Dataset entries:
==========

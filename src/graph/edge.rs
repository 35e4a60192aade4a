//! Edge type and related structures.
//!
//! Edges are elastic connections between nodes. Each edge has:
//! - A stable unique identifier
//! - A rest length, the distance between its endpoints' origins at
//!   creation, never recomputed
//!
//! Endpoints live in the owning graph's topology; the edge itself never
//! holds node references, so removals cannot leave it dangling.

use std::fmt;

/// Stable edge identifier.
///
/// This ID remains valid even after other edges are removed from the graph.
#[derive(Debug, Clone, Copy, PartialEq, Eq, Hash)]
pub struct EdgeId(pub u32);

impl EdgeId {
    /// Create a new EdgeId from a raw u32.
    #[inline]
    pub fn new(id: u32) -> Self {
        Self(id)
    }

    /// Get the raw u32 value.
    #[inline]
    pub fn raw(self) -> u32 {
        self.0
    }
}

impl fmt::Display for EdgeId {
    fn fmt(&self, f: &mut fmt::Formatter<'_>) -> fmt::Result {
        write!(f, "Edge({})", self.0)
    }
}

impl From<u32> for EdgeId {
    #[inline]
    fn from(id: u32) -> Self {
        Self(id)
    }
}

impl From<EdgeId> for u32 {
    #[inline]
    fn from(id: EdgeId) -> Self {
        id.0
    }
}

/// One elastic connection between two nodes.
#[derive(Debug, Clone, Copy, PartialEq)]
pub struct Edge {
    rest_length: f64,
}

impl Edge {
    /// Create an edge with its stretch baseline.
    #[inline]
    pub fn new(rest_length: f64) -> Self {
        Self { rest_length }
    }

    /// The endpoint distance this edge relaxes toward.
    #[inline]
    pub fn rest_length(&self) -> f64 {
        self.rest_length
    }
}

#[cfg(test)]
mod tests {
    use super::*;

    #[test]
    fn test_edge_id() {
        let id = EdgeId::new(42);
        assert_eq!(id.raw(), 42);
        assert_eq!(format!("{}", id), "Edge(42)");
    }

    #[test]
    fn test_edge_id_conversion() {
        let id: EdgeId = 7.into();
        let raw: u32 = id.into();
        assert_eq!(raw, 7);
    }

    #[test]
    fn test_rest_length() {
        let edge = Edge::new(12.5);
        assert_eq!(edge.rest_length(), 12.5);
    }
}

==========

WORK TO COMPLETE = Write the number of lines in the data above that contain the word "graph", and add nothing to it.

YOUR SOLUTION = 3